• [WHAT TO WORK ON] Could you please find each line in the records that contains the word "SessionId" and copy it?
(RECORDS TO PROCESS begins)
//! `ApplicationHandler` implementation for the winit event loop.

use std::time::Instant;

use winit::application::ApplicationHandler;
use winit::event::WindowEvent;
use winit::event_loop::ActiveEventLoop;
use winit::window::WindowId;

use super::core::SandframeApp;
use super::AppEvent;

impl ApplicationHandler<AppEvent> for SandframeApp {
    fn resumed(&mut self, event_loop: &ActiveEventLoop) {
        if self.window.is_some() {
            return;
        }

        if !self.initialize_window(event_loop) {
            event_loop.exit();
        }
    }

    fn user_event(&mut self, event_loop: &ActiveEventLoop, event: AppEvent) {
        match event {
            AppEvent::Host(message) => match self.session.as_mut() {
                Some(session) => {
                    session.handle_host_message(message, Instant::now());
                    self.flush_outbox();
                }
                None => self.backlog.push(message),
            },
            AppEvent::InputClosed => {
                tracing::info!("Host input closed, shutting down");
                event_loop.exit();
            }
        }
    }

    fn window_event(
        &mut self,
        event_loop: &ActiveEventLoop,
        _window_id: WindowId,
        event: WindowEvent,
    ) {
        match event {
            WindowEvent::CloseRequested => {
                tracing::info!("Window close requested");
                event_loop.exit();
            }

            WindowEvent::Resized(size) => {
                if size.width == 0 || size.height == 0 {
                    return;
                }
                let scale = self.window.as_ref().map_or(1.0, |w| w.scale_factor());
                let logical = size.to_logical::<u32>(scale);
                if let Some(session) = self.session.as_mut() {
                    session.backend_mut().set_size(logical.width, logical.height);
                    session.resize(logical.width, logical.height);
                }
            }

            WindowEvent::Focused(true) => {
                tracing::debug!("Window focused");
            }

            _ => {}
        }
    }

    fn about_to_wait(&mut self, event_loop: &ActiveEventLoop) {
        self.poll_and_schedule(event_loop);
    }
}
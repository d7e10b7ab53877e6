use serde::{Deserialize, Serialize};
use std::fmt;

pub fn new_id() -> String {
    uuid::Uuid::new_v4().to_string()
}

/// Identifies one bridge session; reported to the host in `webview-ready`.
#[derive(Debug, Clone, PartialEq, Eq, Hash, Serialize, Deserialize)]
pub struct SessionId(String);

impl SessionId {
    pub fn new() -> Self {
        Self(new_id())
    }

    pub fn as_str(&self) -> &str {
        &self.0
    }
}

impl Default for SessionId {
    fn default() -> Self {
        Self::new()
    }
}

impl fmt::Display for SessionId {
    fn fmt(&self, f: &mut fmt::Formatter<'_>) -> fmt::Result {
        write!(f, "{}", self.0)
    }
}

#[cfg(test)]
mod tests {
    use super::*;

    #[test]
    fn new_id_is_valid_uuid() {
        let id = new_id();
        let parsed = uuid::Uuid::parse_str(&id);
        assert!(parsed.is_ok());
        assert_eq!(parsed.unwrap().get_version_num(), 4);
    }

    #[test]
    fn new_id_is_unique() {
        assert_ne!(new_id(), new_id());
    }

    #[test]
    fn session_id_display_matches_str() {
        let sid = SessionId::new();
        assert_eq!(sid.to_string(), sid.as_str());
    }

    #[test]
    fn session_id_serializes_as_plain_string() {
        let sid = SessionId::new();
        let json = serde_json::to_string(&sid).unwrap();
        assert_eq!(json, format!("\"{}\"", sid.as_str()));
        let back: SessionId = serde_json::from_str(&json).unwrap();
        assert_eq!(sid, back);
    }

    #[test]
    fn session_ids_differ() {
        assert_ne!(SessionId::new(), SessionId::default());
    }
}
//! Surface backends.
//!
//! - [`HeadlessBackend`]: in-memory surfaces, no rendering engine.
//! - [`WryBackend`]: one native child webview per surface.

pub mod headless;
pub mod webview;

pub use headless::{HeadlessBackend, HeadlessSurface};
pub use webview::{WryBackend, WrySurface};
(RECORDS TO PROCESS ends)
• [FINISHED EXERCISE]
pub struct SessionId(String);
impl SessionId {
impl Default for SessionId {
impl fmt::Display for SessionId {
        let sid = SessionId::new();
        let sid = SessionId::new();
        let back: SessionId = serde_json::from_str(&json).unwrap();
        assert_ne!(SessionId::new(), SessionId::default());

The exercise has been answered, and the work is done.